September 14, 2012
Medical Device Venture Council
Going Overseas: 14 hours to a board meeting in Australia
“Toto, I’ve a feeling we’re not in Kansas anymore.” These immortal words were echoed by Dorothy in the 1939 acclaimed film The Wizard of Oz. I found myself ushering forth these same words during a recent trip to the real Land of Oz: Australia. I traveled south of the equator for a GI Dynamics Annual General Meeting (AGM) and Board Meeting; a trip necessitated by the company’s successful public listing on the Australian exchange (ASX) last September. What used to be a twenty minute car ride had now become a 14 hour flight. Ouch.
Why, you ask?
The reasons for going public in Australia were simple. GI Dynamics (ASX: GID) is pursuing a novel, new device for the treatment of Type II Diabetes and Obesity. It is not a project for the faint of heart. The pay-off could be tremendous, but so are the capital needs. Australia, unlike the US, offered a potential source of capital. Two companies, Heartware (NASDAQ: HTWR) and Reva Medical (ASX: RVA), had previously completed such offerings.
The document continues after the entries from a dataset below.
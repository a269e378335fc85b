use crate::compatible::CompatibleProvider;
use crate::error::LlmError;
#[cfg(feature = "mock")]
use crate::mock::MockProvider;
use crate::ollama::OllamaProvider;
use crate::openai::OpenAiProvider;
use crate::provider::{ChatStream, LlmProvider, Message};

/// Runs `$body` against whichever backend `$any` holds.
macro_rules! with_backend {
    ($any:expr, $p:ident => $body:expr) => {
        match $any {
            AnyProvider::Ollama($p) => $body,
            AnyProvider::OpenAi($p) => $body,
            AnyProvider::Compatible($p) => $body,
            #[cfg(feature = "mock")]
            AnyProvider::Mock($p) => $body,
        }
    };
}

/// Backend chosen from configuration at startup.
#[derive(Debug, Clone)]
pub enum AnyProvider {
    Ollama(OllamaProvider),
    OpenAi(OpenAiProvider),
    Compatible(CompatibleProvider),
    #[cfg(feature = "mock")]
    Mock(MockProvider),
}

impl LlmProvider for AnyProvider {
    async fn chat_stream(&self, messages: &[Message]) -> Result<ChatStream, LlmError> {
        with_backend!(self, p => p.chat_stream(messages).await)
    }

    async fn embed(&self, text: &str) -> Result<Vec<f32>, LlmError> {
        with_backend!(self, p => p.embed(text).await)
    }

    fn supports_embeddings(&self) -> bool {
        with_backend!(self, p => p.supports_embeddings())
    }

    fn name(&self) -> &str {
        with_backend!(self, p => p.name())
    }
}
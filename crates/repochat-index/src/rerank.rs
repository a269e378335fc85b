//! Cross-encoder reranking via the `/v1/rerank` endpoint (TEI, Infinity, Jina-style).
//!
//! One batch request scores every query/candidate pair; candidates are then
//! reordered by relevance and cut to the requested count.

use std::cmp::Ordering;
use std::future::Future;
use std::time::Duration;

use serde::{Deserialize, Serialize};

use crate::error::{IndexError, Result};
use crate::store::ScoredChunk;

/// Relevance of one candidate, by position in the submitted list.
#[derive(Debug, Clone, PartialEq)]
pub struct RerankHit {
    pub index: usize,
    /// Relevance in `0.0..=1.0` after sigmoid normalization.
    pub score: f32,
}

pub trait Reranker: Send + Sync {
    /// Score `documents` against `query`, best first, at most `top_n` hits.
    ///
    /// # Errors
    ///
    /// Returns an error if the reranking backend fails.
    fn rerank(
        &self,
        query: &str,
        documents: &[String],
        top_n: usize,
    ) -> impl Future<Output = Result<Vec<RerankHit>>> + Send;
}

#[derive(Debug, Clone)]
pub struct CrossEncoderReranker {
    client: reqwest::Client,
    base_url: String,
    model: String,
    timeout: Duration,
}

impl CrossEncoderReranker {
    #[must_use]
    pub fn new(base_url: &str, model: String, timeout: Duration) -> Self {
        Self {
            client: repochat_llm::http::default_client(),
            base_url: base_url.trim_end_matches('/').to_owned(),
            model,
            timeout,
        }
    }

    #[must_use]
    pub fn model(&self) -> &str {
        &self.model
    }
}

impl Reranker for CrossEncoderReranker {
    async fn rerank(&self, query: &str, documents: &[String], top_n: usize) -> Result<Vec<RerankHit>> {
        let body = RerankRequest {
            model: &self.model,
            query,
            documents,
            top_n,
        };

        let resp = self
            .client
            .post(format!("{}/v1/rerank", self.base_url))
            .timeout(self.timeout)
            .json(&body)
            .send()
            .await
            .map_err(|e| IndexError::Rerank(format!("failed to reach reranker: {e}")))?;

        let status = resp.status();
        if !status.is_success() {
            let text = resp.text().await.unwrap_or_default();
            tracing::error!("reranker error {status}: {text}");
            return Err(IndexError::Rerank(format!("reranker returned {status}")));
        }

        let parsed: RerankResponse = resp
            .json()
            .await
            .map_err(|e| IndexError::Rerank(format!("invalid reranker response: {e}")))?;

        let mut hits: Vec<RerankHit> = parsed
            .results
            .into_iter()
            .filter(|r| r.index < documents.len())
            .map(|r| RerankHit {
                index: r.index,
                score: sigmoid(r.relevance_score),
            })
            .collect();

        hits.sort_by(|a, b| b.score.partial_cmp(&a.score).unwrap_or(Ordering::Equal));
        hits.truncate(top_n);
        Ok(hits)
    }
}

/// Reorder similarity candidates by reranker score and keep the best `k`.
///
/// # Errors
///
/// Propagates the reranker error; callers decide whether to fall back.
pub async fn rerank_chunks<R: Reranker>(
    reranker: &R,
    query: &str,
    candidates: Vec<ScoredChunk>,
    k: usize,
) -> Result<Vec<ScoredChunk>> {
    if candidates.is_empty() || k == 0 {
        return Ok(Vec::new());
    }

    let documents: Vec<String> = candidates.iter().map(|c| c.chunk.content.clone()).collect();
    let hits = reranker.rerank(query, &documents, k).await?;

    let mut slots: Vec<Option<ScoredChunk>> = candidates.into_iter().map(Some).collect();
    let mut out = Vec::with_capacity(k);
    for hit in hits {
        if let Some(mut chunk) = slots.get_mut(hit.index).and_then(Option::take) {
            chunk.score = hit.score;
            out.push(chunk);
            if out.len() == k {
                break;
            }
        }
    }
    Ok(out)
}

/// Sigmoid normalization: maps raw logits to 0-1 range.
#[must_use]
pub fn sigmoid(x: f32) -> f32 {
    1.0 / (1.0 + (-x).exp())
}

#[derive(Serialize)]
struct RerankRequest<'a> {
    model: &'a str,
    query: &'a str,
    documents: &'a [String],
    top_n: usize,
}

#[derive(Deserialize)]
struct RerankResponse {
    results: Vec<RerankResultRaw>,
}

#[derive(Deserialize)]
struct RerankResultRaw {
    index: usize,
    relevance_score: f32,
}
//! Shared HTTP client construction for consistent timeout and TLS configuration.

use std::time::Duration;

/// Create the HTTP client shared by all remote providers.
///
/// Config: 30s connect timeout, 120s request timeout (long enough for a full
/// streamed answer), rustls TLS, `repochat/{version}` user-agent, redirect limit 10.
#[must_use]
pub fn default_client() -> reqwest::Client {
    reqwest::Client::builder()
        .connect_timeout(Duration::from_secs(30))
        .timeout(Duration::from_secs(120))
        .user_agent(concat!("repochat/", env!("CARGO_PKG_VERSION")))
        .redirect(reqwest::redirect::Policy::limited(10))
        .build()
        .unwrap_or_else(|e| {
            tracing::warn!("custom HTTP client construction failed, using defaults: {e}");
            reqwest::Client::new()
        })
}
GI Dynamics chose to follow suit. The outcome was nothing short of transformational for the company. Last fall, GID raised a little more than $80 million and currently has a market capitalization of approximately $250 million. More importantly, the company has secured the necessary capital to go forth and execute on its strategy.
At the risk of generalizing, the Australian market was open to GID, in part, because investors who seek out ASX-listed companies have a different investment philosophy than most NASDAQ oriented investors. They tend to be longer term investors who are investing with a three to four year view, not a three to four month view. Equally important, they are receptive to healthcare technology companies, particularly those going after big, well-known markets addressing significant unmet clinical needs. There is a spirit of entrepreneurship that recognizes value can be created outside of the Facebook’s of the world.
Not a panacea.
With that said, an Australian listing should not be viewed as a cure-all. It did provide much needed capital to the company, but it also brought added cost and complexity. Increased reporting and governance requirements have added to the workload of the management team and the Board. As with any public company, the team needs to have the necessary skills to handle these increased needs.
Similarly, there are limitations from the venture capitalist point of view. Trading levels on the ASX tend be to lower than on comparable US exchanges. These lower levels, in turn, limit the liquidity that venture capitalists can generate from such an offering. This is not to say there is no liquidity, but venture capitalists need to recognize that it will take time to efficiently and effectively work out of the stock.
Clearly, the Australian listing has opened up additional sources of capital to GI Dynamics. What is likely less clear; however, are the added benefits which accompanied the listing. The company has become much more global in its world view. Commercialization activities are taking place, not only in Australia, but in other geographies outside of the US as well. Similarly, as a venture capitalist, I am taking a much keener interest in the Land Down Under. During my trip, I spent additional time meeting with the Australian medical device ecosystem: entrepreneurs, investment bankers, service providers, government officials and other local venture capitalists. These meetings reinforced my view that Australia not only provides an interesting alternative to the US for an IPO, but that it also provides an interesting alternative as a source for new investments. Proximity to Asia, R&D tax credits, a favorable regulatory climate, world-class clinicians, and a culture of risk-taking, all add to the allure of Australia as a home for medical device start-ups.
The Greek philosopher Plato is credited to have said, “Necessity is the mother of invention.” As we look at the challenges of currently building a medical device company in the US, a 14 hour plane ride may not be so bad. Besides, who wouldn’t want the miles?